-------- ENTRIES SHOWN --------

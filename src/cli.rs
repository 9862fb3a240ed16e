use std::{net::Ipv4Addr, path::PathBuf};

use clap::{Args, Parser, Subcommand, ValueEnum};

#[derive(Debug, Parser)]
#[command(author, version, about = "Convert IPv4 range CSV files into range-keyed document databases", long_about = None)]
pub struct Cli {
    #[command(subcommand)]
    pub command: Commands,
}

#[derive(Debug, Subcommand)]
pub enum Commands {
    /// Convert a range CSV file into a database using a YAML field config
    Convert(ConvertArgs),
    /// Validate a YAML field config against the header of a CSV file
    Check(CheckArgs),
    /// Print the document stored for an IPv4 address
    Lookup(LookupArgs),
}

#[derive(Debug, Args)]
pub struct ConvertArgs {
    /// Input CSV file whose first two columns are start_ip_int and end_ip_int
    #[arg(short = 'i', long = "input")]
    pub input: PathBuf,
    /// Destination database file
    #[arg(short = 'o', long = "output")]
    pub output: PathBuf,
    /// YAML config describing the field mapping
    #[arg(short = 'c', long = "config")]
    pub config: PathBuf,
    /// Output format of the database file
    #[arg(long, value_enum, default_value = "binary")]
    pub format: OutputFormat,
    /// CSV delimiter character (supports ',', 'tab', ';', '|')
    #[arg(long, value_parser = parse_delimiter)]
    pub delimiter: Option<u8>,
    /// Character encoding of the input file (defaults to utf-8)
    #[arg(long = "input-encoding")]
    pub input_encoding: Option<String>,
}

#[derive(Debug, Args)]
pub struct CheckArgs {
    /// Input CSV file providing the header
    #[arg(short = 'i', long = "input")]
    pub input: PathBuf,
    /// YAML config describing the field mapping
    #[arg(short = 'c', long = "config")]
    pub config: PathBuf,
    /// CSV delimiter character (supports ',', 'tab', ';', '|')
    #[arg(long, value_parser = parse_delimiter)]
    pub delimiter: Option<u8>,
    /// Character encoding of the input file (defaults to utf-8)
    #[arg(long = "input-encoding")]
    pub input_encoding: Option<String>,
}

#[derive(Debug, Args)]
pub struct LookupArgs {
    /// Binary database file produced by `convert`
    #[arg(short = 'd', long = "database")]
    pub database: PathBuf,
    /// IPv4 address to look up
    pub address: Ipv4Addr,
}

#[derive(Debug, Clone, Copy, ValueEnum, PartialEq, Eq, Default)]
#[value(rename_all = "kebab-case")]
pub enum OutputFormat {
    /// Versioned bincode encoding, readable by `lookup`
    #[default]
    Binary,
    /// One JSON object per range
    Jsonl,
}

pub fn parse_delimiter(value: &str) -> Result<u8, String> {
    match value {
        "tab" | "\t" => Ok(b'\t'),
        "comma" | "," => Ok(b','),
        "|" | "pipe" => Ok(b'|'),
        ";" | "semicolon" => Ok(b';'),
        other => {
            let mut chars = other.chars();
            let first = chars
                .next()
                .ok_or_else(|| "Delimiter cannot be empty".to_string())?;
            if chars.next().is_some() {
                return Err("Delimiter must be a single character".to_string());
            }
            if !first.is_ascii() {
                return Err("Delimiter must be ASCII".to_string());
            }
            Ok(first as u8)
        }
    }
}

--------

Report how many lines of the data above hold the string "chars". Nothing else belongs in the answer.

> **RESPONSE**: 3